Bergkräuter statt Kraftfutter
Mit seinen Pferden zog er in bergigem Gelände auch Holzstämme aus dem Wald. Sein Rätisches Grauvieh, die Ziegen und Pferde haben auch im Winter Freilauf. Hess sagt: «Meine Philosophie ist, mit dem mir zur Verfügung stehenden Land etwas Sinnvolles zu machen. Was Freude macht, das rentiert.» Seine Tiere werden alle mit hofeigenem Futter versorgt. «Im Sommer Gras, im Winter Heu.» Er braucht kein Kraftfutter, die besonderen Bergkräuter genügen vollauf.

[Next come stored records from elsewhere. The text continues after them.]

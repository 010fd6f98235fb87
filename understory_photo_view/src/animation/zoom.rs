// Copyright 2025 the Understory Authors
// SPDX-License-Identifier: Apache-2.0 OR MIT

use core::time::Duration;

use kurbo::Point;

use super::{Interpolator, Step, TaskPhase, Timeline};
use crate::error::{Error, Result};
use crate::geometry::lerp;

/// Animates the user scale from one value to another about a fixed focus.
///
/// Each step yields the absolute scale for that frame. The caller applies the
/// ratio to the current scale about [`ZoomAnimation::focus`].
#[derive(Clone, Copy, Debug)]
pub struct ZoomAnimation {
    from: f64,
    to: f64,
    focus: Point,
    interpolator: Interpolator,
    timeline: Timeline,
}

impl ZoomAnimation {
    /// Creates a zoom from `from` to `to`.
    ///
    /// Fails with [`Error::ZeroDuration`] for a zero duration.
    pub fn new(
        from: f64,
        to: f64,
        focus: Point,
        duration: Duration,
        interpolator: Interpolator,
    ) -> Result<Self> {
        if duration.is_zero() {
            return Err(Error::ZeroDuration);
        }
        Ok(Self {
            from,
            to,
            focus,
            interpolator,
            timeline: Timeline::new(duration),
        })
    }

    /// Point that stays fixed while scaling.
    #[must_use]
    pub fn focus(&self) -> Point {
        self.focus
    }

    /// Scale the animation ends at.
    #[must_use]
    pub fn target(&self) -> f64 {
        self.to
    }

    /// Current lifecycle phase.
    #[must_use]
    pub fn phase(&self) -> TaskPhase {
        self.timeline.phase()
    }

    /// Stops the animation where it is.
    pub fn cancel(&mut self) {
        self.timeline.cancel();
    }

    /// Advances by `dt` and returns the scale for this frame.
    pub fn step(&mut self, dt: Duration) -> Step<f64> {
        let (t, done) = self.timeline.advance(dt);
        if done {
            Step::Done(self.to)
        } else {
            Step::Continue(lerp(self.from, self.to, self.interpolator.apply(t)))
        }
    }
}
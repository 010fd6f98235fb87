// Copyright 2025 the Understory Authors
// SPDX-License-Identifier: Apache-2.0 OR MIT

// After you edit the crate's doc comment, run this command, then check README.md for any missing links
// cargo rdme --workspace-project=understory_photo_view --heading-base-level=0

//! Understory Photo View: headless pan/zoom/drag control for a single image.
//!
//! This crate turns classified gesture input (drags, pinches, flings, taps)
//! into a 2D affine transform for an image shown inside a rectangular
//! viewport. It enforces scale limits and content bounds, hands touches back
//! to a parent container at scroll edges, and drives the animations a photo
//! viewer needs: double-tap zoom, fling, drag-release snap-back with
//! pull-down-to-dismiss, and size morphs between two presentations of the
//! same image.
//!
//! It does not render, decode images or recognize gestures. The host feeds
//! [`GestureEvent`]s and frame times in, and receives the draw matrix and
//! notifications through [`Handlers`].
//!
//! ## Transforms
//!
//! Two matrices coexist:
//!
//! - The **base** transform lays the image out inside the viewport according
//!   to a [`FitPolicy`]. It is recomputed when the image, viewport or policy
//!   changes.
//! - The **user** transform accumulates pan, zoom and rotation on top of it,
//!   and survives base recomputation.
//!
//! The draw matrix is `user * base`, derived on demand. Scales are user
//! scales: `1.0` means "as the fit policy lays it out".
//!
//! ## Usage
//!
//! ```rust
//! use core::time::Duration;
//! use kurbo::{Point, Size, Vec2};
//! use understory_photo_view::{GestureEvent, PhotoView, PhotoViewConfig, Viewport};
//!
//! let mut view = PhotoView::new(PhotoViewConfig::default());
//! view.handlers_mut().on_draw_matrix(|matrix| {
//!     // Hand `matrix` to the renderer.
//!     let _ = matrix;
//! });
//! view.set_viewport(Viewport::new(Size::new(1000.0, 1000.0)));
//! view.set_content(Some(Size::new(2000.0, 1000.0)));
//!
//! // Pinch to 2x around the center.
//! view.handle(GestureEvent::Down);
//! view.handle(GestureEvent::ScaleBegin);
//! view.handle(GestureEvent::Scale { factor: 2.0, focus: Point::new(500.0, 500.0) });
//! view.handle(GestureEvent::ScaleEnd);
//! view.handle(GestureEvent::Up);
//! assert!((view.scale() - 2.0).abs() < 1e-9);
//!
//! // Fling, then drive frames until it settles.
//! view.handle(GestureEvent::Fling {
//!     velocity: Vec2::new(-3000.0, 0.0),
//!     pointer_count: 1,
//!     pointer_still_down: false,
//! });
//! while view.tick(Duration::from_millis(16)) {}
//! let shown = view.display_rect().unwrap();
//! assert!(shown.x1 >= 1000.0 - 1e-9);
//! ```
//!
//! ## Modules
//!
//! - [`geometry`], [`fit`], [`bounds`]: pure matrix and layout math.
//! - [`transform`]: base and user transforms for one image.
//! - [`dismiss`]: pull-down-to-dismiss tracking.
//! - [`animation`]: frame-stepped zoom, fling, snap-back and morph tasks.
//! - [`PhotoView`]: the controller tying it together.
//!
//! ## Features
//!
//! - `std` (default): forwards to `kurbo/std` and `thiserror/std`.
//! - `libm`: forwards to `kurbo/libm` for `no_std` float math.

#![no_std]

extern crate alloc;

pub mod animation;
pub mod bounds;
pub mod dismiss;
pub mod fit;
pub mod geometry;
pub mod transform;

mod config;
mod controller;
mod error;
mod gesture;
mod handlers;
mod limits;
mod viewport;

pub use animation::{Interpolator, MorphContext, MorphFrame};
pub use bounds::EdgeState;
pub use config::{
    DEFAULT_MORPH_DURATION, DEFAULT_SNAP_BACK_DURATION, DEFAULT_ZOOM_DURATION, PhotoViewConfig,
};
pub use controller::PhotoView;
pub use error::{Error, Result};
pub use fit::FitPolicy;
pub use gesture::{GestureEvent, GesturePhase};
pub use handlers::{Handlers, Slot};
pub use limits::{
    DEFAULT_MAX_SCALE, DEFAULT_MID_SCALE, DEFAULT_MIN_SCALE, SCALE_TOLERANCE, ScaleLimits,
};
pub use transform::ScaleOutcome;
pub use viewport::Viewport;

Vor zwei Jahren stiess Hess auf das Burgdorfer Pferd um. Diese Pferde wurden einst auf vielen Höfen als Arbeitstiere gehalten, gerieten dann aber mit der zunehmenden Mechanisierung in Vergessenheit, sodass die Rasse fast ausstarb. Mit Einkreuzungen zwischen Ardennern und Freibergern konnte sie wieder herausgezüchtet werden. Es sind mittelgrosse, stämmige Pferde, die gerne arbeiten. Hess setzt sie regelmässig auf dem Feld ein, pflügt, sät, eggt, schichtet Heu zu Walmen auf. Der Ertrag sei höher, als wenn er mit Traktoren arbeiten würde, die den Boden verdichteten, sagt Hess.

Insgesamt besitzt er mit Etoile, dem Pensionspferd, fünf Rösser, die alle nicht beschlagen sind. Sie können sich im Freilauf und im Stall frei bewegen und tauschen regelmässig soziale Kontakte aus. «Wenn ich Schlittenfahrten auf der Strasse unternehme, ziehe ich ihnen Hufschuhe aus Kunststoff an, heute aber, für den Rössliskilift, ist es besser für sie ohne», sagt Hess.

Überhaupt belebt der innovative Edi Hess vieles, was einst im Bündner Bergtal Brauch war. Sein Rätisches Grauvieh ist eine typische Zweinutzungsrasse, die selten geworden ist. Und die Tradition mit dem Rössliskilift lebt nun auch wieder auf. Schon früher hätten nämlich Einheimische Gäste auf Pferdeschlitten nach Tschamut geführt, erzählt Hess. «An den Schlitten waren Seile angemacht, Gäste liessen sich auf Skiern mitziehen.» Nun zaubert also er mit der originellen Idee Freude in die Kinderherzen. Und die Eltern stehen unten und schauen strahlend zu. «Wer seinem Kind helfen möchte, kann auch mitfahren und es zwischen die Beine nehmen», sagt Hess. Seine Pferde können maximal 15 Kinder aufwärtstransportieren.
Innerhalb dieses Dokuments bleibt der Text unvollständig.